Più rotte: soluzione corretta?

Parlavamo prima di un po’ di schizofrenia nelle scelte industriali: prima puntare su Malpensa come hub, poi tentare il doppio hub Malpensa-Fiumicino, poi tagliare quasi del tutto Malpensa sulle rotte intercontinentali, poi arretrare anche sui voli europei in una difficilissima lotta con le low cost.

Alitalia ha ancora il 40% delle rotte nazionali, subisce pesantemente la concorrenza dell’Alta Velocità e delle low cost, invece paga un posizionamento “timido” e alleanze non sempre vantaggiose sul lungo e lunghissimo raggio.

Il piano di risanamento di Alitalia prevede un intervento deciso sui costi, con il taglio ad esempio della spesa sul leasing degli aeromobili, ritenuto fuori mercato, ma anche la reintroduzione di tratte di lungo raggio abbandonate, come le Maldive, il rafforzamento delle destinazioni in America del Nord e del Sud, la reintroduzione di collegamenti con l’Africa del Sud e l’India. Anche qui occorrerà però far fronte alla concorrenza delle low cost (Norwegian, ad esempio) che stanno aprendo al basso costo anche le tratte transoceaniche. Che politica tariffaria sarà in grado di portare avanti la compagnia di bandiera in questo contesto e con i bilanci non esattamente in ordine?

Serviranno altri soldi dopo il prestito-ponte?

Per tenere ancora in vita Alitalia lo stato ha concesso un prestito-ponte di 600 milioni di euro. I quali si aggiungono all’enorme cifra spesa dalla collettività per la compagnia negli anni precedenti. I 600 milioni corrispondono a circa il passivo accumulato nel 2016. Molto probabilmente questo prestito non sarà un vero prestito, i soldi non torneranno indietro ma, si spera, potranno portare ad un riassesto per una futura vendita.

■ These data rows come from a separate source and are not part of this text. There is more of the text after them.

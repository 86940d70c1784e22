//! The JSON API. Routes under `/api/me` need `Authorization: Bearer <token>`.

use std::sync::Arc;

use axum::{
    extract::{DefaultBodyLimit, FromRef, Path, Query, State},
    http::StatusCode,
    routing::{delete, get, post, put},
    Json, Router,
};
use base64::Engine;
use chrono::NaiveDate;
use pk::basic_models::{Ingredient, MediaRef, Recipe, RecipeDraft, UserProfile};
use pk::filter::{self, Facet, RecipeQuery};
use pk::planner::DayNote;
use serde::{Deserialize, Serialize};
use serde_json::{json, Value};

use crate::auth::{Identity, UserSession};
use crate::book::{DeletionReport, RecipeBook};
use crate::calendar::Calendars;
use crate::errors::{WebError, WebResult};
use crate::mealdb::RecipeSource;
use crate::media;

#[derive(Clone)]
pub struct AppState {
    pub book: RecipeBook,
    pub identity: Identity,
    pub source: Arc<dyn RecipeSource>,
    pub calendars: Calendars,
}

impl FromRef<AppState> for Identity {
    fn from_ref(state: &AppState) -> Self {
        state.identity.clone()
    }
}

/// Recipe forms carry media as base64, a third larger than the raw bytes.
/// Room for the largest video plus the rest of the form.
pub const MAX_RECIPE_FORM_BYTES: usize = media::MAX_VIDEO_BYTES / 3 * 4 + 16_000_000;

pub fn router(state: AppState) -> Router {
    Router::new()
        .route("/health", get(health))
        .route("/api/auth/register", post(register))
        .route("/api/auth/sign-in", post(sign_in))
        .route("/api/auth/sign-out", post(sign_out))
        .route("/api/recipes/browse", get(browse))
        .route("/api/recipes/community", get(community))
        .route("/api/recipes/facets", get(facets))
        .route("/api/me/profile", get(profile))
        .route(
            "/api/me/recipes",
            get(my_recipes)
                .post(add_recipe)
                .layer(DefaultBodyLimit::max(MAX_RECIPE_FORM_BYTES)),
        )
        .route(
            "/api/me/recipes/:recipe_id",
            put(update_recipe)
                .delete(delete_recipe)
                .layer(DefaultBodyLimit::max(MAX_RECIPE_FORM_BYTES)),
        )
        .route("/api/me/saved", get(saved_recipes).post(save_recipe))
        .route("/api/me/saved/:recipe_id", delete(unsave_recipe))
        .route("/api/me/calendar", get(calendar))
        .route(
            "/api/me/calendar/:date",
            put(set_calendar_note).delete(clear_calendar_note),
        )
        .layer(
            tower_http::compression::CompressionLayer::new()
                .quality(tower_http::CompressionLevel::Fastest),
        )
        .layer(tower_http::trace::TraceLayer::new_for_http())
        .with_state(state)
}

// Just reply that everything is okay
async fn health() -> StatusCode {
    StatusCode::OK
}

#[derive(Debug, Deserialize)]
#[serde(rename_all = "camelCase")]
struct Registration {
    email: String,
    password: String,
    #[serde(default)]
    first_name: String,
    #[serde(default)]
    last_name: String,
}

async fn register(
    State(state): State<AppState>,
    Json(form): Json<Registration>,
) -> WebResult<(StatusCode, Json<UserSession>)> {
    let session = state
        .identity
        .register(&form.email, &form.password, &form.first_name, &form.last_name)
        .await?;
    Ok((StatusCode::CREATED, Json(session)))
}

#[derive(Debug, Deserialize)]
struct Credentials {
    email: String,
    password: String,
}

async fn sign_in(
    State(state): State<AppState>,
    Json(form): Json<Credentials>,
) -> WebResult<Json<UserSession>> {
    Ok(Json(
        state.identity.sign_in(&form.email, &form.password).await?,
    ))
}

async fn sign_out(State(state): State<AppState>, session: UserSession) -> StatusCode {
    state.identity.sign_out(&session.token);
    StatusCode::NO_CONTENT
}

async fn profile(
    State(state): State<AppState>,
    session: UserSession,
) -> WebResult<Json<UserProfile>> {
    state
        .identity
        .profile(&session.uid)
        .await?
        .map(Json)
        .ok_or(WebError::NotFound)
}

/// Recipes from the public API, narrowed by the query.
/// If the API can't be reached the list is empty rather than an error.
async fn browse(
    State(state): State<AppState>,
    Query(query): Query<RecipeQuery>,
) -> Json<Vec<Recipe>> {
    let recipes = state.source.fetch_recipes().await.unwrap_or_else(|e| {
        tracing::warn!("Recipe API unavailable: {:?}", e);
        vec![]
    });
    Json(query.apply(recipes))
}

async fn community(
    State(state): State<AppState>,
    Query(query): Query<RecipeQuery>,
) -> WebResult<Json<Vec<Recipe>>> {
    Ok(Json(query.apply(state.book.community_recipes().await?)))
}

#[derive(Debug, Serialize)]
struct Facets {
    categories: Vec<String>,
    areas: Vec<String>,
    tags: Vec<String>,
}

async fn facets(State(state): State<AppState>) -> Json<Facets> {
    let recipes = state.source.fetch_recipes().await.unwrap_or_else(|e| {
        tracing::warn!("Recipe API unavailable: {:?}", e);
        vec![]
    });
    Json(Facets {
        categories: filter::facet_values(&recipes, Facet::Category),
        areas: filter::facet_values(&recipes, Facet::Area),
        tags: filter::facet_values(&recipes, Facet::Tag),
    })
}

/// Photos and videos in a recipe form: either kept as an existing URL, or
/// new content as base64.
#[derive(Debug, Deserialize)]
#[serde(untagged)]
enum MediaUpload {
    Url {
        url: String,
    },
    Base64 {
        #[serde(default, rename = "contentType")]
        content_type: Option<String>,
        data: String,
    },
}

impl TryFrom<MediaUpload> for MediaRef {
    type Error = WebError;

    fn try_from(upload: MediaUpload) -> Result<Self, Self::Error> {
        Ok(match upload {
            MediaUpload::Url { url } => MediaRef::url(url),
            MediaUpload::Base64 { content_type, data } => MediaRef::bytes(
                content_type,
                base64::engine::general_purpose::STANDARD
                    .decode(data.trim())
                    .map_err(|e| WebError::BadRequest(format!("Media is not base64: {e}")))?,
            ),
        })
    }
}

/// A recipe form as submitted by the app
#[derive(Debug, Deserialize)]
#[serde(rename_all = "camelCase")]
struct RecipeForm {
    name: String,
    #[serde(default)]
    category: String,
    #[serde(default)]
    area: String,
    #[serde(default)]
    instructions: String,
    #[serde(default)]
    tags: Option<String>,
    #[serde(default)]
    youtube: Option<String>,
    #[serde(default)]
    ingredients: Vec<Ingredient>,
    #[serde(default)]
    images: Vec<MediaUpload>,
    #[serde(default)]
    videos: Vec<MediaUpload>,
}

impl TryFrom<RecipeForm> for RecipeDraft {
    type Error = WebError;

    fn try_from(form: RecipeForm) -> Result<Self, Self::Error> {
        Ok(RecipeDraft {
            name: form.name,
            category: form.category,
            area: form.area,
            instructions: form.instructions,
            tags: form.tags,
            youtube: form.youtube,
            ingredients: form.ingredients,
            images: form
                .images
                .into_iter()
                .map(MediaRef::try_from)
                .collect::<Result<_, _>>()?,
            videos: form
                .videos
                .into_iter()
                .map(MediaRef::try_from)
                .collect::<Result<_, _>>()?,
        })
    }
}

async fn my_recipes(
    State(state): State<AppState>,
    session: UserSession,
) -> WebResult<Json<Vec<Recipe>>> {
    Ok(Json(state.book.user_recipes(&session.uid).await?))
}

async fn add_recipe(
    State(state): State<AppState>,
    session: UserSession,
    Json(form): Json<RecipeForm>,
) -> WebResult<(StatusCode, Json<Recipe>)> {
    let recipe = state
        .book
        .add_recipe(&session.uid, form.try_into()?)
        .await?;
    Ok((StatusCode::CREATED, Json(recipe)))
}

async fn update_recipe(
    State(state): State<AppState>,
    session: UserSession,
    Path(recipe_id): Path<String>,
    Json(form): Json<RecipeForm>,
) -> WebResult<Json<Recipe>> {
    Ok(Json(
        state
            .book
            .update_recipe(&session.uid, &recipe_id, form.try_into()?)
            .await?,
    ))
}

async fn delete_recipe(
    State(state): State<AppState>,
    session: UserSession,
    Path(recipe_id): Path<String>,
) -> WebResult<Json<DeletionReport>> {
    Ok(Json(
        state.book.delete_recipe(&session.uid, &recipe_id).await?,
    ))
}

async fn saved_recipes(
    State(state): State<AppState>,
    session: UserSession,
) -> WebResult<Json<Vec<Recipe>>> {
    Ok(Json(state.book.saved_recipes(&session.uid).await?))
}

async fn save_recipe(
    State(state): State<AppState>,
    session: UserSession,
    Json(recipe): Json<Recipe>,
) -> WebResult<StatusCode> {
    state.book.save_recipe(&session.uid, &recipe).await?;
    Ok(StatusCode::NO_CONTENT)
}

async fn unsave_recipe(
    State(state): State<AppState>,
    session: UserSession,
    Path(recipe_id): Path<String>,
) -> WebResult<Json<Value>> {
    let removed = state.book.unsave_recipe(&session.uid, &recipe_id).await?;
    Ok(Json(json!({ "removed": removed })))
}

#[derive(Debug, Deserialize)]
struct DateRange {
    from: NaiveDate,
    to: NaiveDate,
}

async fn calendar(
    State(state): State<AppState>,
    session: UserSession,
    Query(range): Query<DateRange>,
) -> Json<Vec<DayNote>> {
    Json(
        state
            .calendars
            .notes_between(&session.uid, range.from, range.to),
    )
}

#[derive(Debug, Deserialize)]
struct NoteForm {
    note: String,
}

async fn set_calendar_note(
    State(state): State<AppState>,
    session: UserSession,
    Path(date): Path<NaiveDate>,
    Json(form): Json<NoteForm>,
) -> StatusCode {
    state.calendars.set_note(&session.uid, date, &form.note);
    StatusCode::NO_CONTENT
}

async fn clear_calendar_note(
    State(state): State<AppState>,
    session: UserSession,
    Path(date): Path<NaiveDate>,
) -> StatusCode {
    match state.calendars.clear(&session.uid, date) {
        Some(_) => StatusCode::NO_CONTENT,
        None => StatusCode::NOT_FOUND,
    }
}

Alitalia ha 12 mila dipendenti: anche il fallimento con messa a terra degli aerei sarebbe significato grande spesa per lo stato (le stime indicano in 300-400 milioni/anno il possibile ammontare dell’assistenza ai dipendenti rimasti senza lavoro). E il fallimento egualmente significherebbe soldi persi per utenti, che avevano acquistato il biglietto ma non ne avrebbero potuto beneficiare, e collettività, dunque ogni passaggio di questa storia è complicato, costoso e con difficili prospettive.

Tariffe diminuite e partecipazione ai bandi

Intanto Alitalia ha iniziato una politica più aggressiva sulle tariffe dei voli volta a riempire al massimo gli aerei. Ma ha anche annunciato che parteciperà ai bandi con cui molte località italiane, in particolare  al sud e sulle isole, sovvenzionano i vettori che lì aprono tratte (es. Alghero, Trapani, Reggio Calabria).

Sul futuro? Poche certezze, tante voci. Interessamento di Ryanair (notizia di due-tre mesi fa), interessamento di Easyjet (notizia di ieri), interessamento di Lufthansa (più volte annunciato, mai concretizzato), cambio di partner strategici internazionali per i voli in condivisione. Insomma nulla ancora di definito.